(Stored items)
+-------+

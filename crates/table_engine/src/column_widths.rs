//! Column widths
//!
//! Widths live in an optional column group, one `TableColumn` entry per grid
//! column, each a percentage or `auto`. [`normalize_column_widths`] turns such
//! a list into concrete percentages summing to exactly 100.

use crate::common::ensure_table;
use crate::geometry::column_count;
use crate::{Result, TableError};
use doc_model::{AttributeKey, ColumnWidth, DocumentTree, NodeId, TableColumn, TableColumnGroup, Writer};
use tracing::debug;

/// Round to two decimal places
pub fn round2(value: f64) -> f64 {
    (value * 100.0).round() / 100.0
}

/// Resolve `auto` entries and scale the list to sum to 100.
///
/// Each `auto` receives an equal share of what the fixed entries leave, but
/// never less than `min_percent`. If the rounded total is then not 100, every
/// entry is rescaled and the last one absorbs the rounding residue. Feeding
/// the output back in returns it unchanged.
pub fn normalize_column_widths(widths: &[ColumnWidth], min_percent: f64) -> Vec<f64> {
    if widths.is_empty() {
        return Vec::new();
    }

    let auto_count = widths.iter().filter(|w| w.is_auto()).count();
    let fixed_total: f64 = widths.iter().filter_map(|w| w.percent()).sum();
    let auto_width = if auto_count > 0 {
        round2(((100.0 - fixed_total) / auto_count as f64).max(min_percent))
    } else {
        0.0
    };
    let filled: Vec<f64> = widths
        .iter()
        .map(|w| round2(w.percent().unwrap_or(auto_width)))
        .collect();

    let total: f64 = filled.iter().sum();
    if round2(total) == 100.0 {
        return filled;
    }

    let mut scaled: Vec<f64> = if total > 0.0 {
        filled.iter().map(|w| round2(w * 100.0 / total)).collect()
    } else {
        vec![round2(100.0 / filled.len() as f64); filled.len()]
    };
    let scaled_total: f64 = scaled.iter().sum();
    if let Some(last) = scaled.last_mut() {
        *last = round2(*last + 100.0 - scaled_total);
    }
    scaled
}

/// Entries of the table's column group, or `None` when it has none
pub fn column_widths(tree: &DocumentTree, table: NodeId) -> Option<Vec<ColumnWidth>> {
    let entries = column_entries(tree, table)?;
    Some(
        entries
            .iter()
            .filter_map(|&id| tree.get_column(id))
            .map(|column| column.width())
            .collect(),
    )
}

/// Replace the column group's entries with `widths`, creating the group
/// before the caption when the table has none
pub fn set_column_widths(writer: &mut Writer<'_>, table: NodeId, widths: &[ColumnWidth]) -> Result<()> {
    ensure_table(writer.tree(), table)?;
    let group = match writer.tree().table_column_group(table) {
        Some(group) => group,
        None => {
            let index = writer
                .tree()
                .table_caption(table)
                .and_then(|caption| writer.tree().index_in_parent(caption))
                .unwrap_or_else(|| writer.tree().children_of(table).len());
            writer.insert(TableColumnGroup::new(), table, Some(index))?
        }
    };

    let entries = writer.tree().children_of(group).to_vec();
    for (i, width) in widths.iter().enumerate() {
        match entries.get(i) {
            Some(&entry) => writer.set_attribute(entry, AttributeKey::ColumnWidth, *width)?,
            None => {
                writer.insert(TableColumn::new(*width), group, None)?;
            }
        }
    }
    for &surplus in entries.iter().skip(widths.len()).rev() {
        writer.remove(surplus)?;
    }
    Ok(())
}

/// Set one column to `percent`, taking the difference from its right
/// neighbour (the left one for the last column). Both stay at or above
/// `min_percent`.
pub fn resize_column(
    writer: &mut Writer<'_>,
    table: NodeId,
    column: usize,
    percent: f64,
    min_percent: f64,
) -> Result<()> {
    ensure_table(writer.tree(), table)?;
    let columns = column_count(writer.tree(), table);
    if column >= columns {
        return Err(TableError::ColumnOutOfRange {
            operation: "resize_column",
            index: column,
            columns,
        });
    }

    let current = column_widths(writer.tree(), table).unwrap_or_default();
    let mut entries: Vec<ColumnWidth> = current.into_iter().take(columns).collect();
    entries.resize(columns, ColumnWidth::Auto);
    let mut widths = normalize_column_widths(&entries, min_percent);

    if columns > 1 {
        let neighbour = if column + 1 < columns { column + 1 } else { column - 1 };
        let pair = widths[column] + widths[neighbour];
        let resized = if pair < 2.0 * min_percent {
            pair / 2.0
        } else {
            percent.clamp(min_percent, pair - min_percent)
        };
        widths[column] = round2(resized);
        widths[neighbour] = round2(pair - widths[column]);
    }
    debug!(table = %table, column, width = widths[column], "Resizing column");

    let widths: Vec<ColumnWidth> = normalize_column_widths(
        &widths.into_iter().map(ColumnWidth::Percent).collect::<Vec<_>>(),
        min_percent,
    )
    .into_iter()
    .map(ColumnWidth::Percent)
    .collect();
    set_column_widths(writer, table, &widths)
}

pub(crate) fn column_entries(tree: &DocumentTree, table: NodeId) -> Option<Vec<NodeId>> {
    let group = tree.table_column_group(table)?;
    Some(tree.get_column_group(group)?.columns().to_vec())
}

/// Add `count` `auto` entries at column `at`, if the table tracks widths
pub(crate) fn insert_auto_columns(
    writer: &mut Writer<'_>,
    table: NodeId,
    at: usize,
    count: usize,
) -> Result<()> {
    let Some(group) = writer.tree().table_column_group(table) else {
        return Ok(());
    };
    let index = at.min(writer.tree().children_of(group).len());
    for _ in 0..count {
        writer.insert(TableColumn::new(ColumnWidth::Auto), group, Some(index))?;
    }
    Ok(())
}

/// Drop the entry of column `index`, giving its width to the previous column
/// (the next one for column 0)
pub(crate) fn remove_column_entry(writer: &mut Writer<'_>, table: NodeId, index: usize) -> Result<()> {
    let Some(entries) = column_entries(writer.tree(), table) else {
        return Ok(());
    };
    let Some(&removed) = entries.get(index) else {
        return Ok(());
    };
    let adjacent = if index == 0 {
        entries.get(1)
    } else {
        entries.get(index - 1)
    };

    let width_of = |id: NodeId| writer.tree().get_column(id).map(|c| c.width());
    if let Some(&adjacent) = adjacent {
        if let (Some(ColumnWidth::Percent(removed_width)), Some(ColumnWidth::Percent(adjacent_width))) =
            (width_of(removed), width_of(adjacent))
        {
            writer.set_attribute(
                adjacent,
                AttributeKey::ColumnWidth,
                ColumnWidth::Percent(round2(removed_width + adjacent_width)),
            )?;
        }
    }
    writer.remove(removed)?;
    Ok(())
}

+-------+

Goal of the exercise
Could you reproduce every record above exactly as it stands?

Solution below
filename crates/table_engine/src/column_widths.rs
//! Column widths
//!
//! Widths live in an optional column group, one `TableColumn` entry per grid
//! column, each a percentage or `auto`. [`normalize_column_widths`] turns such
//! a list into concrete percentages summing to exactly 100.

use crate::common::ensure_table;
use crate::geometry::column_count;
use crate::{Result, TableError};
use doc_model::{AttributeKey, ColumnWidth, DocumentTree, NodeId, TableColumn, TableColumnGroup, Writer};
use tracing::debug;

/// Round to two decimal places
pub fn round2(value: f64) -> f64 {
    (value * 100.0).round() / 100.0
}

/// Resolve `auto` entries and scale the list to sum to 100.
///
/// Each `auto` receives an equal share of what the fixed entries leave, but
/// never less than `min_percent`. If the rounded total is then not 100, every
/// entry is rescaled and the last one absorbs the rounding residue. Feeding
/// the output back in returns it unchanged.
pub fn normalize_column_widths(widths: &[ColumnWidth], min_percent: f64) -> Vec<f64> {
    if widths.is_empty() {
        return Vec::new();
    }

    let auto_count = widths.iter().filter(|w| w.is_auto()).count();
    let fixed_total: f64 = widths.iter().filter_map(|w| w.percent()).sum();
    let auto_width = if auto_count > 0 {
        round2(((100.0 - fixed_total) / auto_count as f64).max(min_percent))
    } else {
        0.0
    };
    let filled: Vec<f64> = widths
        .iter()
        .map(|w| round2(w.percent().unwrap_or(auto_width)))
        .collect();

    let total: f64 = filled.iter().sum();
    if round2(total) == 100.0 {
        return filled;
    }

    let mut scaled: Vec<f64> = if total > 0.0 {
        filled.iter().map(|w| round2(w * 100.0 / total)).collect()
    } else {
        vec![round2(100.0 / filled.len() as f64); filled.len()]
    };
    let scaled_total: f64 = scaled.iter().sum();
    if let Some(last) = scaled.last_mut() {
        *last = round2(*last + 100.0 - scaled_total);
    }
    scaled
}

/// Entries of the table's column group, or `None` when it has none
pub fn column_widths(tree: &DocumentTree, table: NodeId) -> Option<Vec<ColumnWidth>> {
    let entries = column_entries(tree, table)?;
    Some(
        entries
            .iter()
            .filter_map(|&id| tree.get_column(id))
            .map(|column| column.width())
            .collect(),
    )
}

/// Replace the column group's entries with `widths`, creating the group
/// before the caption when the table has none
pub fn set_column_widths(writer: &mut Writer<'_>, table: NodeId, widths: &[ColumnWidth]) -> Result<()> {
    ensure_table(writer.tree(), table)?;
    let group = match writer.tree().table_column_group(table) {
        Some(group) => group,
        None => {
            let index = writer
                .tree()
                .table_caption(table)
                .and_then(|caption| writer.tree().index_in_parent(caption))
                .unwrap_or_else(|| writer.tree().children_of(table).len());
            writer.insert(TableColumnGroup::new(), table, Some(index))?
        }
    };

    let entries = writer.tree().children_of(group).to_vec();
    for (i, width) in widths.iter().enumerate() {
        match entries.get(i) {
            Some(&entry) => writer.set_attribute(entry, AttributeKey::ColumnWidth, *width)?,
            None => {
                writer.insert(TableColumn::new(*width), group, None)?;
            }
        }
    }
    for &surplus in entries.iter().skip(widths.len()).rev() {
        writer.remove(surplus)?;
    }
    Ok(())
}

/// Set one column to `percent`, taking the difference from its right
/// neighbour (the left one for the last column). Both stay at or above
/// `min_percent`.
pub fn resize_column(
    writer: &mut Writer<'_>,
    table: NodeId,
    column: usize,
    percent: f64,
    min_percent: f64,
) -> Result<()> {
    ensure_table(writer.tree(), table)?;
    let columns = column_count(writer.tree(), table);
    if column >= columns {
        return Err(TableError::ColumnOutOfRange {
            operation: "resize_column",
            index: column,
            columns,
        });
    }

    let current = column_widths(writer.tree(), table).unwrap_or_default();
    let mut entries: Vec<ColumnWidth> = current.into_iter().take(columns).collect();
    entries.resize(columns, ColumnWidth::Auto);
    let mut widths = normalize_column_widths(&entries, min_percent);

    if columns > 1 {
        let neighbour = if column + 1 < columns { column + 1 } else { column - 1 };
        let pair = widths[column] + widths[neighbour];
        let resized = if pair < 2.0 * min_percent {
            pair / 2.0
        } else {
            percent.clamp(min_percent, pair - min_percent)
        };
        widths[column] = round2(resized);
        widths[neighbour] = round2(pair - widths[column]);
    }
    debug!(table = %table, column, width = widths[column], "Resizing column");

    let widths: Vec<ColumnWidth> = normalize_column_widths(
        &widths.into_iter().map(ColumnWidth::Percent).collect::<Vec<_>>(),
        min_percent,
    )
    .into_iter()
    .map(ColumnWidth::Percent)
    .collect();
    set_column_widths(writer, table, &widths)
}

pub(crate) fn column_entries(tree: &DocumentTree, table: NodeId) -> Option<Vec<NodeId>> {
    let group = tree.table_column_group(table)?;
    Some(tree.get_column_group(group)?.columns().to_vec())
}

/// Add `count` `auto` entries at column `at`, if the table tracks widths
pub(crate) fn insert_auto_columns(
    writer: &mut Writer<'_>,
    table: NodeId,
    at: usize,
    count: usize,
) -> Result<()> {
    let Some(group) = writer.tree().table_column_group(table) else {
        return Ok(());
    };
    let index = at.min(writer.tree().children_of(group).len());
    for _ in 0..count {
        writer.insert(TableColumn::new(ColumnWidth::Auto), group, Some(index))?;
    }
    Ok(())
}

/// Drop the entry of column `index`, giving its width to the previous column
/// (the next one for column 0)
pub(crate) fn remove_column_entry(writer: &mut Writer<'_>, table: NodeId, index: usize) -> Result<()> {
    let Some(entries) = column_entries(writer.tree(), table) else {
        return Ok(());
    };
    let Some(&removed) = entries.get(index) else {
        return Ok(());
    };
    let adjacent = if index == 0 {
        entries.get(1)
    } else {
        entries.get(index - 1)
    };

    let width_of = |id: NodeId| writer.tree().get_column(id).map(|c| c.width());
    if let Some(&adjacent) = adjacent {
        if let (Some(ColumnWidth::Percent(removed_width)), Some(ColumnWidth::Percent(adjacent_width))) =
            (width_of(removed), width_of(adjacent))
        {
            writer.set_attribute(
                adjacent,
                AttributeKey::ColumnWidth,
                ColumnWidth::Percent(round2(removed_width + adjacent_width)),
            )?;
        }
    }
    writer.remove(removed)?;
    Ok(())
}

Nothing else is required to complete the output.